In its judgment of April 12, 2011 (DHL/Chronopost, C-235/09), the Court of Justice of the European Union ("ECJ") ruled on the scope of a trade mark injunction based on a Community trade mark. As a rule, this is stated to be the entire area of the European Union, but at the same time the ECJ notes that it may be restricted.
In principle the entire area of the European Union
When jurisdiction is based on art. 97(5) Community Trade Mark Regulation ("CTMR"), so on the location of the (alleged) infringement, it is clear from the text of art. 98(2) CTMR that an injunction (if granted) can only cover the Member State where the addressed court is located.
This is different when jurisdiction is based on art. 97(1) to (4) CTMR (previously numbered art. 93(1) to (4)). In that case, an injunction can extend to all Member States (art. 98(1) CTMR). The question which then however arises, and which was posed by the French Cour de Cassation, is whether as a matter of law such an injunction has effect throughout the entire EU.
The ECJ responds in its April 12 decision that, as a rule, the scope of the injunction extends to the entire area of the European Union. Essentially, the unitary character of the Community trade mark and the interest in preventing inconsistent decisions are the reasons for this.
...but not necessarily
The ECJ however also makes it clear, that the territorial scope of the injunction can in certain circumstances be restricted. It notes that a trade mark right aims to enable the trade mark owner to protect his interests and thus ensure that the trade mark can fulfil its functions. Therefore, the right can only be exercised when a third party's use of the sign affects or is liable to affect the functions of the trade mark.
This means that if the acts of infringement (or threatened infringement) are limited to a single Member State, or part of the EU, the court must limit the territorial scope of the issued injunction. Such limitation is stated to in particular apply, if the plaintiff has restricted the territorial scope of its action or the defendant proves that the use of the sign at issue does not affect or is not liable to affect the functions of the trade mark, for example on linguistic grounds.
This decision is important because it makes it clear that the unitary character of the Community trade mark does not necessarily dictate an EU wide injunction.

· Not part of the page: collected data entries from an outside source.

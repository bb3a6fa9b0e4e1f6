//! Outbound notification payloads and inbound work items.
//!
//! These are the JSON messages exchanged with whatever queue or topic
//! delivers work to the validator and carries its results away. The
//! validator only builds them; delivery is up to the caller.

use serde::{Deserialize, Serialize};

use crate::osm::{ElementType, element_url};
use crate::validation::{Outcome, RelationReport, ValidationConfig, ValidationError};

/// Message for the single finding published when a relation is deleted.
pub const RELATION_GONE_MESSAGE: &str = "relation no longer exists";

/// A relation failed validation, or no longer exists.
#[derive(Debug, Clone, PartialEq, Serialize, Deserialize)]
pub struct InvalidRelationEvent {
    #[serde(rename = "relationID")]
    pub relation_id: i64,
    #[serde(rename = "relationURL")]
    pub relation_url: String,
    #[serde(rename = "relationName", default)]
    pub relation_name: String,
    #[serde(rename = "validationErrors")]
    pub validation_errors: Vec<ValidationError>,
}

impl InvalidRelationEvent {
    /// Build an event from a report. Clean reports produce nothing.
    pub fn from_report(report: &RelationReport) -> Option<Self> {
        if report.is_valid() {
            return None;
        }
        Some(Self {
            relation_id: report.relation_id,
            relation_url: report.url(),
            relation_name: report.name.clone().unwrap_or_default(),
            validation_errors: report.findings.clone(),
        })
    }

    /// The event for a relation that has been deleted upstream.
    pub fn gone(relation_id: i64) -> Self {
        Self {
            relation_id,
            relation_url: element_url(ElementType::Relation, relation_id),
            relation_name: String::new(),
            validation_errors: vec![ValidationError::new(RELATION_GONE_MESSAGE)],
        }
    }

    /// The event to publish for an outcome, if any.
    pub fn from_outcome(outcome: &Outcome) -> Option<Self> {
        match outcome {
            Outcome::Checked(report) => Self::from_report(report),
            Outcome::Gone { relation_id } => Some(Self::gone(*relation_id)),
        }
    }

    /// Subject line for topics that support one.
    pub fn subject(&self) -> String {
        if self.is_gone() {
            format!("Unknown relation {}", self.relation_id)
        } else {
            format!("Invalid relation {}", self.relation_id)
        }
    }

    fn is_gone(&self) -> bool {
        matches!(
            self.validation_errors.as_slice(),
            [only] if only.url.is_none() && only.message == RELATION_GONE_MESSAGE
        )
    }
}

/// A request to validate one relation with a given config.
#[derive(Debug, Clone, PartialEq, Serialize, Deserialize)]
pub struct CheckRelationEvent {
    #[serde(rename = "relationID")]
    pub relation_id: i64,
    #[serde(default)]
    pub config: ValidationConfig,
}

impl CheckRelationEvent {
    pub fn new(relation_id: i64, config: ValidationConfig) -> Self {
        Self {
            relation_id,
            config,
        }
    }

    /// One work item per variant of a checked route master, sharing `config`.
    ///
    /// Route reports have no variants and yield nothing.
    pub fn for_variants(report: &RelationReport, config: &ValidationConfig) -> Vec<Self> {
        report
            .sub_relations
            .iter()
            .map(|&id| Self::new(id, config.clone()))
            .collect()
    }
}
//! Pagination and the page envelope returned to callers.

use serde::{Deserialize, Serialize};

use crate::error::{QueryError, Result};
use crate::filter::FilterTree;
use crate::sort::SortConfig;

/// One page cut from an ordered sequence.
#[derive(Debug, Clone, PartialEq)]
pub struct PageSlice<T> {
    pub items: Vec<T>,
    pub total_elements: i64,
    pub total_pages: i64,
}

/// Number of pages needed for `total` elements, 0 when there are none.
///
/// `size` must be positive.
pub fn total_pages(total: i64, size: i64) -> i64 {
    if total <= 0 || size <= 0 {
        0
    } else {
        (total - 1) / size + 1
    }
}

/// Cuts page `page` of `size` items out of an ordered sequence.
///
/// The slice is `[page * size, page * size + size)`, clipped to the
/// sequence. A page past the end is empty, as is a page whose offset does
/// not fit in an `i64`.
///
/// # Errors
///
/// [`QueryError::InvalidPageSize`] if `size <= 0`,
/// [`QueryError::InvalidPageIndex`] if `page < 0`.
pub fn paginate<T>(ordered: Vec<T>, page: i64, size: i64) -> Result<PageSlice<T>> {
    if size <= 0 {
        return Err(QueryError::InvalidPageSize(size));
    }
    if page < 0 {
        return Err(QueryError::InvalidPageIndex(page));
    }

    let total = ordered.len();
    let total_elements = i64::try_from(total).unwrap_or(i64::MAX);
    let total_pages = total_pages(total_elements, size);

    let start = page
        .checked_mul(size)
        .and_then(|offset| usize::try_from(offset).ok())
        .filter(|&offset| offset < total);
    let items = match start {
        Some(start) => {
            let len = usize::try_from(size).unwrap_or(usize::MAX);
            ordered.into_iter().skip(start).take(len).collect()
        }
        None => Vec::new(),
    };

    Ok(PageSlice {
        items,
        total_elements,
        total_pages,
    })
}

/// Page metadata echoed back with every result.
#[derive(Debug, Clone, PartialEq, Serialize, Deserialize)]
#[serde(rename_all = "camelCase")]
pub struct Paging {
    pub page: i64,
    pub size: i64,
    pub total_elements: i64,
    pub total_pages: i64,
    #[serde(default, skip_serializing_if = "Option::is_none")]
    pub selected: Option<Vec<String>>,
    #[serde(default)]
    pub sorts: Vec<SortConfig>,
    /// Always `null` in responses; the filter is not echoed back.
    #[serde(default)]
    pub filters: Option<FilterTree>,
}

/// A page of results together with its [`Paging`] metadata.
#[derive(Debug, Clone, PartialEq, Serialize, Deserialize)]
pub struct PagedData<T> {
    pub data: Vec<T>,
    pub page: Paging,
}

impl<T> PagedData<T> {
    /// Projects every item, keeping the page metadata.
    ///
    /// ```
    /// use pagesift::{PageQuery, PagedData};
    /// use serde_json::json;
    ///
    /// let records = vec![json!({"id": "a"}), json!({"id": "b"})];
    /// let page = PageQuery::new().execute(&records).unwrap();
    /// let ids: PagedData<String> = page.map(|r| r["id"].as_str().unwrap_or_default().to_string());
    /// assert_eq!(ids.data, ["a", "b"]);
    /// ```
    pub fn map<U, F: FnMut(T) -> U>(self, f: F) -> PagedData<U> {
        PagedData {
            data: self.data.into_iter().map(f).collect(),
            page: self.page,
        }
    }

    pub fn len(&self) -> usize {
        self.data.len()
    }

    pub fn is_empty(&self) -> bool {
        self.data.is_empty()
    }
}
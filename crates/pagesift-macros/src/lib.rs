//! Proc macros for pagesift.
//!
//! - [`Record`] - Derive `pagesift::Record` from struct field annotations
//!
//! The derive is re-exported by `pagesift` behind its default `macros`
//! feature, so most users never depend on this crate directly.

mod record;

use proc_macro::TokenStream;
use syn::{parse_macro_input, DeriveInput};

/// Derives `pagesift::Record` for a struct with named fields.
///
/// Only fields annotated with `#[record(...)]` are queryable.
///
/// # Field Types
///
/// | Attribute | Declared type | Field types |
/// |-----------|---------------|-------------|
/// | `String` | `FieldType::String` | `String`, `&str` |
/// | `Number` | `FieldType::Number` | integers, floats |
/// | `Timestamp` | `FieldType::Timestamp` | `i64` millis, chrono date-times, strings |
/// | `Bool` | `FieldType::Bool` | `bool` |
///
/// Any field type implementing `pagesift::ToValue` works, including
/// `Option<T>` (where `None` reads as null).
///
/// # Options
///
/// - `skip` - exclude the field
/// - `rename = "name"` - query name (default: the Rust field name)
/// - `ty = "timestamp"` - the type as a string
///
/// # Generated Code
///
/// 1. A `pub const` per field holding its query name, in SCREAMING_SNAKE_CASE
/// 2. `Record::field()` returning the field value
/// 3. `Record::schema()` listing the declared types
///
/// # Example
///
/// ```ignore
/// use pagesift::{PageQuery, Record};
///
/// #[derive(Record)]
/// struct Parcel {
///     #[record(String)]
///     status: String,
///     #[record(Number)]
///     weight: u32,
///     #[record(Timestamp, rename = "createdAt")]
///     created_at: i64,
///     #[record(skip)]
///     internal: String,
/// }
///
/// assert_eq!(Parcel::CREATED_AT, "createdAt");
/// let page = PageQuery::new().sort_desc(Parcel::WEIGHT).execute(&parcels)?;
/// ```
#[proc_macro_derive(Record, attributes(record))]
pub fn record_derive(input: TokenStream) -> TokenStream {
    let input = parse_macro_input!(input as DeriveInput);
    record::record_derive_impl(input)
        .unwrap_or_else(|e| e.to_compile_error())
        .into()
}
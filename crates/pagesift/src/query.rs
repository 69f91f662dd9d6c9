//! List requests and their execution.
//!
//! The [`PageQuery`] struct is the decoded list request (filters, sorts,
//! page and size) with a fluent builder API and methods for executing it
//! against record collections.

use serde::{Deserialize, Serialize};
use serde_json::Value as Json;
use tracing::debug;

use crate::compile::Predicate;
use crate::error::{QueryError, Result};
use crate::filter::FilterTree;
use crate::op::FilterOperator;
use crate::options::QueryOptions;
use crate::page::{paginate, PagedData, Paging};
use crate::record::{Record, Schema};
use crate::sort::{SortConfig, SortPlan};
use crate::validate::validate;

/// A list request: an optional filter, sort keys and a page.
///
/// Execution runs validate, compile, filter, stable sort and paginate, in
/// that order. Without a filter every record matches. Every error except a
/// per-record type mismatch is raised before any record is looked at.
///
/// # Example
///
/// ```
/// use pagesift::{FilterCondition, FilterOperator, PageQuery};
/// use serde_json::json;
///
/// let parcels = vec![
///     json!({"id": 1, "status": "A", "weight": 3}),
///     json!({"id": 2, "status": "B", "weight": 8}),
///     json!({"id": 3, "status": "A", "weight": 9}),
/// ];
///
/// let page = PageQuery::new()
///     .filter(FilterCondition::new("status", FilterOperator::Equals, "a"))
///     .sort_desc("weight")
///     .size(10)
///     .execute(&parcels)
///     .unwrap();
///
/// assert_eq!(page.page.total_elements, 2);
/// assert_eq!(page.data[0]["id"], 3);
/// ```
#[derive(Debug, Clone, Default, PartialEq, Serialize, Deserialize)]
#[serde(rename_all = "camelCase")]
pub struct PageQuery {
    #[serde(default, skip_serializing_if = "Option::is_none")]
    pub filters: Option<FilterTree>,
    #[serde(default)]
    pub sorts: Vec<SortConfig>,
    #[serde(default)]
    pub page: i64,
    /// `None` uses the configured default page size.
    #[serde(default, skip_serializing_if = "Option::is_none")]
    pub size: Option<i64>,
    #[serde(default, skip_serializing_if = "Option::is_none")]
    pub selected: Option<Vec<String>>,
}

impl PageQuery {
    /// Creates a request for the first page of all records.
    pub fn new() -> Self {
        PageQuery::default()
    }

    /// Decodes a JSON list request.
    ///
    /// Operator tokens are resolved before the request is decoded, so an
    /// unknown token is reported as such wherever it is nested.
    ///
    /// # Errors
    ///
    /// [`QueryError::UnknownOperator`] for an unresolvable operator token,
    /// [`QueryError::Decode`] for malformed JSON and values of the wrong
    /// JSON kind.
    pub fn from_json(json: &str) -> Result<Self> {
        let raw: Json = serde_json::from_str(json)?;
        if let Some(filters) = raw.get("filters") {
            resolve_operator_tokens(filters)?;
        }
        Ok(serde_json::from_value(raw)?)
    }

    // ========================================================================
    // Builder
    // ========================================================================

    /// Sets the filter, replacing any previous one.
    pub fn filter(mut self, filter: impl Into<FilterTree>) -> Self {
        self.filters = Some(filter.into());
        self
    }

    /// Adds a sort key. Earlier keys take precedence.
    pub fn sort(mut self, sort: SortConfig) -> Self {
        self.sorts.push(sort);
        self
    }

    pub fn sort_asc(self, field: &str) -> Self {
        self.sort(SortConfig::asc(field))
    }

    pub fn sort_desc(self, field: &str) -> Self {
        self.sort(SortConfig::desc(field))
    }

    /// Sets the zero-based page index.
    pub fn page(mut self, page: i64) -> Self {
        self.page = page;
        self
    }

    pub fn size(mut self, size: i64) -> Self {
        self.size = Some(size);
        self
    }

    /// Sets the caller's selection, echoed back in the page metadata.
    pub fn selected<I, S>(mut self, ids: I) -> Self
    where
        I: IntoIterator<Item = S>,
        S: Into<String>,
    {
        self.selected = Some(ids.into_iter().map(Into::into).collect());
        self
    }

    // ========================================================================
    // Execution
    // ========================================================================

    /// Validates and compiles the filter against a schema.
    ///
    /// Returns a predicate matching everything when there is no filter.
    pub fn predicate(&self, schema: &Schema) -> Result<Predicate> {
        match &self.filters {
            Some(tree) => validate(tree)?.compile(schema),
            None => Ok(Predicate::always()),
        }
    }

    /// Runs the request with the schema of the record type and default
    /// [`QueryOptions`].
    pub fn execute<'a, T: Record>(&self, records: &'a [T]) -> Result<PagedData<&'a T>> {
        self.execute_with(records, &T::schema(), &QueryOptions::default())
    }

    /// Runs the request with an explicit schema and default [`QueryOptions`].
    pub fn execute_with_schema<'a, T: Record>(
        &self,
        records: &'a [T],
        schema: &Schema,
    ) -> Result<PagedData<&'a T>> {
        self.execute_with(records, schema, &QueryOptions::default())
    }

    /// Runs the request.
    ///
    /// The source is never modified; the page holds references into it.
    pub fn execute_with<'a, T: Record>(
        &self,
        records: &'a [T],
        schema: &Schema,
        options: &QueryOptions,
    ) -> Result<PagedData<&'a T>> {
        let size = self.size.unwrap_or(options.default_page_size);
        options.check_size(size)?;
        if self.page < 0 {
            return Err(QueryError::InvalidPageIndex(self.page));
        }
        options.check_source(records.len())?;

        let predicate = self.predicate(schema)?;
        let mut matched: Vec<&'a T> = records
            .iter()
            .filter(|record| predicate.matches(*record))
            .collect();
        debug!(
            dialect = self.filters.as_ref().map_or("none", FilterTree::dialect),
            total = records.len(),
            matched = matched.len(),
            "filtered records"
        );

        SortPlan::new(&self.sorts, schema).sort(&mut matched);

        let slice = paginate(matched, self.page, size)?;
        debug!(
            page = self.page,
            size,
            total_elements = slice.total_elements,
            total_pages = slice.total_pages,
            returned = slice.items.len(),
            "page ready"
        );

        Ok(PagedData {
            data: slice.items,
            page: Paging {
                page: self.page,
                size,
                total_elements: slice.total_elements,
                total_pages: slice.total_pages,
                selected: self.selected.clone(),
                sorts: self.sorts.clone(),
                filters: None,
            },
        })
    }
}

/// Resolves every condition's `operator` token in a raw filter tree.
///
/// Connective items (`"type": "operator"`) may carry their logic under an
/// `operator` key and are skipped. Non-string tokens are left to the decoder.
fn resolve_operator_tokens(node: &Json) -> Result<()> {
    match node {
        Json::Array(items) => items.iter().try_for_each(resolve_operator_tokens),
        Json::Object(fields) => {
            let connective = fields.get("type").and_then(Json::as_str) == Some("operator");
            if let (false, Some(Json::String(token))) = (connective, fields.get("operator")) {
                FilterOperator::resolve(token)?;
            }
            fields.values().try_for_each(resolve_operator_tokens)
        }
        _ => Ok(()),
    }
}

It may be argued that in itself this is not surprising because already art. 97(5) CTMR notes that (if the jurisdiction is based on a particular ground) also territorially restricted injunctions can be granted. However, in particular the "unitary character" of the Community trade mark has often be used to argue that in all other circumstances an injunction must cover the entire EU.
Arguably the advocates of both sides have won: the "unitarians" because as a rule the injunction is EU wide and the others because the territorial scope must be limited if the infringement is limited to a certain territory.